R35's Care Plan, dated 2/2/24, states, in part: .Focus: At risk for alteration in skin integrity related to: recent surgery, decreased mobility, diabetes .Interventions: . Treatment as ordered per MD (medical doctor). See wound MD as needed. Date Initiated: 5/2/24.
No documentation was provided to show that R35's wound care treatments were done on the dates that were left blank/not signed out on the TAR.
On 8/8/24 at 1:22 PM, Surveyor interviewed IP D (Infection Preventionist/Wound Nurse). Surveyor asked IP D what the process is when the wound doctor comes to the facility and writes new orders for wound care.

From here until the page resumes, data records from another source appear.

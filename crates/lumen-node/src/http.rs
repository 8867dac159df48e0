//! Axum router for the plain HTTP surface.

use std::future::Future;
use std::net::SocketAddr;

use axum::extract::{Query, State};
use axum::http::StatusCode;
use axum::response::{IntoResponse, Response};
use axum::routing::{get, post};
use axum::{Json, Router};
use serde::{Deserialize, Serialize};
use serde_json::json;
use tower_http::cors::{Any, CorsLayer};
use tracing::{info, warn};

use lumen_core::codec;
use lumen_core::error::{LumenError, OriginError, QueryError};

use crate::query::{HealthReport, QueryService, ServerInfo};
use crate::rpc::{BlockIdJson, BlockJson, BlockQuery, BroadcastJson};

// ---------------------------------------------------------------------------
// Errors
// ---------------------------------------------------------------------------

pub struct ApiError(LumenError);

impl ApiError {
    fn status(&self) -> StatusCode {
        match &self.0 {
            LumenError::Query(QueryError::InvalidArgument(_)) => StatusCode::BAD_REQUEST,
            LumenError::Query(QueryError::NotFound(_)) => StatusCode::NOT_FOUND,
            LumenError::Origin(OriginError::Rejected(_)) => StatusCode::BAD_REQUEST,
            _ => StatusCode::INTERNAL_SERVER_ERROR,
        }
    }
}

impl IntoResponse for ApiError {
    fn into_response(self) -> Response {
        let status = self.status();
        if status.is_server_error() {
            warn!(error = %self.0, "request failed");
        }
        (status, Json(json!({ "error": self.0.to_string() }))).into_response()
    }
}

impl<E: Into<LumenError>> From<E> for ApiError {
    fn from(e: E) -> Self {
        ApiError(e.into())
    }
}

type ApiResult<T> = Result<Json<T>, ApiError>;

// ---------------------------------------------------------------------------
// Router
// ---------------------------------------------------------------------------

pub fn router(query: QueryService) -> Router {
    let cors = CorsLayer::new()
        .allow_origin(Any)
        .allow_methods(Any)
        .allow_headers(Any);

    Router::new()
        .route("/latest-block", get(latest_block))
        .route("/block", get(block))
        .route("/block-range", get(block_range))
        .route("/transaction", post(transaction))
        .route("/server-info", get(server_info))
        .route("/health", get(health))
        .layer(cors)
        .with_state(query)
}

/// Bind `addr` and serve until `shutdown` resolves, letting in-flight
/// requests finish.
pub async fn serve_http(
    addr: SocketAddr,
    query: QueryService,
    shutdown: impl Future<Output = ()> + Send + 'static,
) -> Result<(), LumenError> {
    let listener = tokio::net::TcpListener::bind(addr)
        .await
        .map_err(|e| LumenError::Config(format!("HTTP bind {addr}: {e}")))?;
    info!(%addr, "HTTP API listening");
    axum::serve(listener, router(query))
        .with_graceful_shutdown(shutdown)
        .await
        .map_err(|e| LumenError::Config(format!("HTTP server error: {e}")))
}

// ---------------------------------------------------------------------------
// Handlers
// ---------------------------------------------------------------------------

/// `GET /latest-block`
async fn latest_block(State(q): State<QueryService>) -> ApiResult<BlockIdJson> {
    Ok(Json(q.latest_block().await?.into()))
}

/// `GET /block?hash=|sequence=`
async fn block(State(q): State<QueryService>, Query(params): Query<BlockQuery>) -> ApiResult<BlockJson> {
    let hash = params.parsed_hash()?;
    let block = q.get_block(hash, params.sequence).await?;
    Ok(Json(BlockJson::from(&block)))
}

#[derive(Debug, Deserialize)]
struct RangeParams {
    start: Option<u64>,
    end: Option<u64>,
    #[serde(default)]
    binary: bool,
}

/// Either decoded blocks or hex-encoded serialized blocks.
#[derive(Debug, Serialize)]
#[serde(untagged)]
enum RangeBody {
    Json(Vec<BlockJson>),
    Binary(Vec<String>),
}

/// `GET /block-range?start=&end=&binary=`
async fn block_range(
    State(q): State<QueryService>,
    Query(params): Query<RangeParams>,
) -> ApiResult<RangeBody> {
    let (Some(start), Some(end)) = (params.start, params.end) else {
        return Err(QueryError::InvalidArgument("start and end are required".into()).into());
    };
    let range = QueryService::validate_range(start, end)?;
    let blocks = q.collect_range(range).await?;

    let body = if params.binary {
        RangeBody::Binary(
            blocks
                .iter()
                .map(|b| codec::encode_block(b).map(hex::encode))
                .collect::<Result<_, _>>()?,
        )
    } else {
        RangeBody::Json(blocks.iter().map(BlockJson::from).collect())
    };
    Ok(Json(body))
}

/// `POST /transaction` with a hex body.
async fn transaction(State(q): State<QueryService>, body: String) -> ApiResult<BroadcastJson> {
    let raw = hex::decode(body.trim())
        .map_err(|_| QueryError::InvalidArgument("body must be a hex-encoded transaction".into()))?;
    Ok(Json(q.broadcast_transaction(&raw).await?.into()))
}

/// `GET /server-info`
async fn server_info(State(q): State<QueryService>) -> ApiResult<ServerInfo> {
    Ok(Json(q.server_info().await?))
}

/// `GET /health`
async fn health(State(q): State<QueryService>) -> ApiResult<HealthReport> {
    Ok(Json(q.health()?))
}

IP D indicated she does rounds with him. The wound doctor's notes go under the miscellaneous tab in PCC (Point Click Care). The next day IP D looks at the orders and if there are changes IP D updates the TAR. IP D indicated she took over as wound care nurse in June and she is responsible for entering orders into the TAR.
On 8/8/24 at 3:10 PM, Surveyor interviewed DON B (Director of Nursing) and asked what the process is when the wound doctor comes to the facility and writes new orders for wound care and who is responsible. DON B indicated IP D is responsible for entering the orders into the TAR. DON B indicated at the end of the day when the wound doctor is at facility, IP D is responsible for entering the new orders into the TARS. DON B indicated the new orders are expected to be started the next day. Surveyor asked DON B, looking at the wound doctor's orders dated 5/2/24, were these orders entered into the TAR and completed. DON B looked through the TAR in the computer and indicated no, the orders are not in the TAR and were not completed. Surveyor asked if the orders should have been entered into the TAR on 5/2/24 and DON B indicated yes. DON B indicated he would have expected the orders to be started the next day on 5/3/24. Surveyor asked DON B if there are blanks on the TAR what does that indicate. DON B indicated if not documented it is not done. Surveyor showed DON B the blanks on R35's TAR (5/8, 5/12, 5/13, 5/14, 5/16) and asked if these treatments were completed and DON B indicated if not documented it is not done.
R35's wound treatments were not completed per MD orders.